Try it
Locate, in the data below, the line that contains "impl Default for" and the line that contains "fn update_timestamp(&mut self)"; reproduce exactly those two lines and every line between them, nothing more.

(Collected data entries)
impl FollowListState {
    #[must_use]
    pub fn new(user_id: UserId, direction: FollowDirection) -> Self {
        Self {
            user_id,
            direction,
            users: EntityStore::new(StoreOrder::Arrival),
            pager: Pager::new(),
        }
    }
}

#[derive(Debug)]
pub struct Model {
    pub api: ApiConfig,
    /// Wall clock captured at the start of each update, so view building and
    /// optimistic timestamps agree within one event.
    pub now_ms: u64,
    pub user_id: Option<UserId>,
    auth_token: Option<Secret>,
    pub network_online: bool,

    pub feed: FeedState,
    pub engagement: EngagementEngine,
    pub stories: Vec<StoryReel>,

    pub chat_list: ChatListState,
    pub chat: Option<ChatSession>,
    pub compose_restore: Option<String>,
    next_generation: u64,

    pub profile: Option<UserProfile>,
    pub follow_list: Option<FollowListState>,

    pub notice: Option<AppError>,
}

impl Default for Model {
    fn default() -> Self {
        Self {
            api: ApiConfig::default(),
            now_ms: 0,
            user_id: None,
            auth_token: None,
            network_online: true,
            feed: FeedState::default(),
            engagement: EngagementEngine::new(),
            stories: Vec::new(),
            chat_list: ChatListState::default(),
            chat: None,
            compose_restore: None,
            next_generation: 0,
            profile: None,
            follow_list: None,
            notice: None,
        }
    }
}

impl Model {
    fn update_timestamp(&mut self) {
        self.now_ms = UnixTimeMs::now().0;
    }

    fn bump_generation(&mut self) -> u64 {
        self.next_generation += 1;
        self.next_generation
    }
}

// --- ViewModel: the only surface the shells read ---

#[derive(Serialize, Deserialize, Clone, Debug, PartialEq)]
pub struct FeedItem {
    pub id: String,
    pub author_name: String,
    pub caption: String,
    pub media_url: String,
    pub thumbnail_url: Option<String>,
    pub like_count: u64,
    pub comment_count: u64,
    pub is_liked: bool,
    pub is_saved: bool,
    pub is_active: bool,
    pub engagement_pending: bool,
}

#[derive(Serialize, Deserialize, Clone, Debug, PartialEq)]
pub struct FeedView {
    pub items: Vec<FeedItem>,
    pub is_loading: bool,
    pub is_refreshing: bool,
    pub has_more: bool,
}

#[derive(Serialize, Deserialize, Clone, Debug, PartialEq)]
pub struct StoryTile {
    pub author_id: String,
    pub author_name: String,
    pub author_avatar_url: Option<String>,
    pub item_count: u32,
    pub seen: bool,
}

#[derive(Serialize, Deserialize, Clone, Debug, PartialEq)]
pub struct ChatListItem {
    pub conversation_id: String,
    pub peer_name: String,
    pub peer_avatar_url: Option<String>,
    pub preview: String,
    pub time_ago: String,
    pub unread_count: u32,
}

#[derive(Serialize, Deserialize, Clone, Debug, PartialEq)]
pub struct ChatListView {
    pub items: Vec<ChatListItem>,
    pub is_loading: bool,
    pub has_more: bool,
}

#[derive(Serialize, Deserialize, Clone, Debug, PartialEq)]
pub struct MessageItem {
    pub id: String,
    pub body: String,
    pub is_mine: bool,
    pub is_pending: bool,
    pub time_ago: String,
}

#[derive(Serialize, Deserialize, Clone, Debug, PartialEq)]
pub struct ChatView {
    pub conversation_id: String,
    pub items: Vec<MessageItem>,
    pub is_refreshing: bool,
    /// Text handed back after a failed send, for the compose input.
    pub compose_restore: Option<String>,
}

#[derive(Serialize, Deserialize, Clone, Debug, PartialEq)]
pub struct ProfileView {
    pub username: String,
    pub display_name: String,
    pub bio: String,
    pub avatar_url: Option<String>,
    pub follower_count: u64,
    pub following_count: u64,
    pub video_count: u64,
}

#[derive(Serialize, Deserialize, Clone, Debug, PartialEq)]
pub struct UserCardView {
    pub id: String,
    pub username: String,
    pub display_name: String,
    pub avatar_url: Option<String>,
}

#[derive(Serialize, Deserialize, Clone, Debug, PartialEq)]
pub struct FollowListView {
    pub title: String,
    pub items: Vec<UserCardView>,
    pub is_loading: bool,
    pub has_more: bool,
}

#[derive(Serialize, Deserialize, Clone, Debug, PartialEq)]
pub struct Notice {
    pub message: String,
    pub retryable: bool,
}

#[derive(Serialize, Deserialize, Clone, Debug, PartialEq)]
pub struct ViewModel {
    pub feed: FeedView,
    pub stories: Vec<StoryTile>,
    pub chat_list: ChatListView,
    pub chat: Option<ChatView>,
    pub profile: Option<ProfileView>,
    pub follow_list: Option<FollowListView>,
    pub notice: Option<Notice>,
}

#[derive(crux_core::macros::Effect)]
#[effect(app = "App")]
pub struct Capabilities {
    pub http: Http<Event>,
    pub kv: Kv<Event>,
    pub render: Render<Event>,
    pub timer: Timer<Event>,
}

#[derive(Default)]
pub struct App;

impl App {
    fn parse<T>(result: HttpResult<T>) -> AppResult<T> {
        match result {
            Ok(mut response) => {
                let status = response.status();
                if status.is_success() {
                    response.take_body().ok_or_else(|| {
                        AppError::new(ErrorKind::Deserialization, "response body missing")
                    })
                } else {
                    Err(AppError::from_status(u16::from(status), None))
                }
            }
            Err(e) => Err(AppError::new(ErrorKind::Network, e.to_string())),
        }
    }

    fn bearer(model: &Model) -> Option<String> {
        model
            .auth_token
            .as_ref()
            .map(|t| format!("Bearer {}", t.expose()))
    }

    fn send_feed_page(model: &Model, caps: &Capabilities, page: u32, seq: u64) {
        let mut builder = caps.http.get(model.api.feed_page(page));
        if let Some(auth) = Self::bearer(model) {
            builder = builder.header("Authorization", auth.as_str());
        }
        builder
            .expect_json()
            .send(move |result| Event::FeedPageLoaded {
                seq,
                result: Box::new(result),
            });
    }

    fn send_engagement(model: &Model, caps: &Capabilities, request: &EngagementRequest) {
        let url = model.api.engagement(&request.video_id, request.action);
        let mut builder = caps.http.post(url);
        if let Some(auth) = Self::bearer(model) {
            builder = builder.header("Authorization", auth.as_str());
        }
        let mutation_id = request.mutation_id.clone();
        builder
            .expect_json()
            .send(move |result| Event::EngagementCompleted {
                mutation_id: mutation_id.clone(),
                result: Box::new(result),
            });
    }

    fn send_view_ping(model: &Model, caps: &Capabilities, video_id: &VideoId) {
        let mut builder = caps.http.post(model.api.video_view(video_id));
        if let Some(auth) = Self::bearer(model) {
            builder = builder.header("Authorization", auth.as_str());
        }
        let video_id = video_id.clone();
        builder.send(move |result| Event::ViewRecorded {
            video_id: video_id.clone(),
            result: Box::new(result),
        });
    }

    fn send_chat_list_page(model: &Model, caps: &Capabilities, page: u32, seq: u64) {
        let mut builder = caps.http.get(model.api.conversations_page(page));
        if let Some(auth) = Self::bearer(model) {
            builder = builder.header("Authorization", auth.as_str());
        }
        builder
            .expect_json()
            .send(move |result| Event::ChatListPageLoaded {
                seq,
                result: Box::new(result),
            });
    }

    fn send_poll(model: &Model, caps: &Capabilities, ticket: &PollTicket) {
        let url = model.api.conversation_messages(&ticket.conversation_id);
        let mut builder = caps.http.get(url);
        if let Some(auth) = Self::bearer(model) {
            builder = builder.header("Authorization", auth.as_str());
        }
        let ticket = ticket.clone();
        builder
            .expect_json()
            .send(move |result| Event::PollCompleted {
                ticket: ticket.clone(),
                result: Box::new(result),
            });
    }

    fn schedule_poll(caps: &Capabilities, generation: u64) {
        caps.timer
            .after(generation, POLL_INTERVAL_MS, Event::PollTimerElapsed);
    }

    /// False means the request never left the core; the caller must undo the
    /// optimistic render.
    fn send_message(model: &Model, caps: &Capabilities, outbound: &OutboundMessage) -> bool {
        let url = model.api.conversation_messages(&outbound.conversation_id);
        let request = SendMessageRequest {
            body: outbound.body.clone(),
            client_ref: outbound.local_id.0.clone(),
        };
        let mut builder = caps.http.post(url);
        if let Some(auth) = Self::bearer(model) {
            builder = builder.header("Authorization", auth.as_str());
        }
        match builder.body_json(&request) {
            Ok(builder) => {
                let conversation_id = outbound.conversation_id.clone();
                let local_id = outbound.local_id.clone();
                builder
                    .expect_json()
                    .send(move |result| Event::SendCompleted {
                        conversation_id: conversation_id.clone(),
                        local_id: local_id.clone(),
                        result: Box::new(result),
                    });
                true
            }
            Err(e) => {
                warn!(error = %e, "could not serialize outgoing message");
                false
            }
        }
    }

    fn send_profile_request(model: &Model, caps: &Capabilities) {
        let mut builder = caps.http.get(model.api.me());
        if let Some(auth) = Self::bearer(model) {
            builder = builder.header("Authorization", auth.as_str());
        }
        builder
            .expect_json()
            .send(move |result| Event::ProfileLoaded {
                result: Box::new(result),
            });
    }

    fn send_stories_request(model: &Model, caps: &Capabilities) {
        let mut builder = caps.http.get(model.api.stories());
        if let Some(auth) = Self::bearer(model) {
            builder = builder.header("Authorization", auth.as_str());
        }
        builder
            .expect_json()
            .send(move |result| Event::StoriesLoaded {
                result: Box::new(result),
            });
    }

    fn send_follow_page(model: &Model, caps: &Capabilities, page: u32, seq: u64) {
        let Some(list) = &model.follow_list else { return };
        let url = match list.direction {
            FollowDirection::Followers => model.api.followers_page(&list.user_id, page),
            FollowDirection::Following => model.api.following_page(&list.user_id, page),
        };
        let mut builder = caps.http.get(url);
        if let Some(auth) = Self::bearer(model) {
            builder = builder.header("Authorization", auth.as_str());
        }
        builder
            .expect_json()
            .send(move |result| Event::FollowListPageLoaded {
                seq,
                result: Box::new(result),
            });
    }

    fn teardown_chat(model: &mut Model, caps: &Capabilities) {
        if let Some(mut session) = model.chat.take() {
            caps.timer.cancel(session.generation());
            session.close();
        }
        model.compose_restore = None;
    }

    fn write_profile_cache(caps: &Capabilities, profile: &UserProfile) {
        match serde_json::to_vec(profile) {
            Ok(bytes) => {
                if let Err(e) = caps.kv.set(PROFILE_CACHE_KEY, bytes, Event::ProfileCacheWritten) {
                    warn!(error = %e, "profile cache write rejected");
                }
            }
            Err(e) => warn!(error = %e, "profile cache serialization failed"),
        }
    }

    /// Freshen the chat list row for a conversation from its newest message.
    fn refresh_summary_preview(model: &mut Model) {
        let Some(session) = &model.chat else { return };
        let Some(newest) = session.messages.snapshot().first() else {
            return;
        };
        let (preview, at) = (
            crate::truncate_preview(&newest.body, crate::PREVIEW_LENGTH),
            newest.created_at,
        );
        let key = session.conversation_id().as_str().to_string();
        if let Some(summary) = model.chat_list.summaries.get_server_mut(&key) {
            summary.last_message_preview = preview;
            summary.last_message_at = at;
        }
    }

    // --- view builders ---

    fn build_feed(model: &Model) -> FeedView {
        let items = model
            .feed
            .videos
            .snapshot()
            .iter()
            .map(|v| FeedItem {
                id: v.id.0.clone(),
                author_name: v.author_name.clone(),
                caption: v.caption.clone(),
                media_url: v.media_url.clone(),
                thumbnail_url: v.thumbnail_url.clone(),
                like_count: v.like_count,
                comment_count: v.comment_count,
                is_liked: v.is_liked,
                is_saved: v.is_saved,
                is_active: v.is_active_playback,
                engagement_pending: model.engagement.has_in_flight_for(&v.id),
            })
            .collect();
        FeedView {
            items,
            is_loading: model.feed.pager.is_loading(),
            is_refreshing: model.feed.pager.is_refreshing(),
            has_more: model.feed.pager.has_more(),
        }
    }

    fn build_chat_list(model: &Model, now_ms: u64) -> ChatListView {
        let items = model
            .chat_list
            .summaries
            .snapshot()
            .iter()
            .map(|s| ChatListItem {
                conversation_id: s.conversation_id.0.clone(),
                peer_name: s.peer_name.clone(),
                peer_avatar_url: s.peer_avatar_url.clone(),
                preview: s.last_message_preview.clone(),
                time_ago: crate::format_time_ago(s.last_message_at.0, now_ms),
                unread_count: s.unread_count,
            })
            .collect();
        ChatListView {
            items,
            is_loading: model.chat_list.pager.is_loading(),
            has_more: model.chat_list.pager.has_more(),
        }
    }

    fn build_chat(model: &Model, session: &ChatSession, now_ms: u64) -> ChatView {
        let items = session
            .messages
            .snapshot()
            .iter()
            .map(|m| MessageItem {
                id: m.id.0.clone(),
                body: m.body.clone(),
                is_mine: model.user_id.as_ref() == Some(&m.sender_id),
                is_pending: m.confirmation.is_pending(),
                time_ago: crate::format_time_ago(m.created_at.0, now_ms),
            })
            .collect();
        ChatView {
            conversation_id: session.conversation_id().0.clone(),
            items,
            is_refreshing: session.is_refreshing,
            compose_restore: model.compose_restore.clone(),
        }
    }
}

Result of this task
impl Default for Model {
    fn default() -> Self {
        Self {
            api: ApiConfig::default(),
            now_ms: 0,
            user_id: None,
            auth_token: None,
            network_online: true,
            feed: FeedState::default(),
            engagement: EngagementEngine::new(),
            stories: Vec::new(),
            chat_list: ChatListState::default(),
            chat: None,
            compose_restore: None,
            next_generation: 0,
            profile: None,
            follow_list: None,
            notice: None,
        }
    }
}

impl Model {
    fn update_timestamp(&mut self) {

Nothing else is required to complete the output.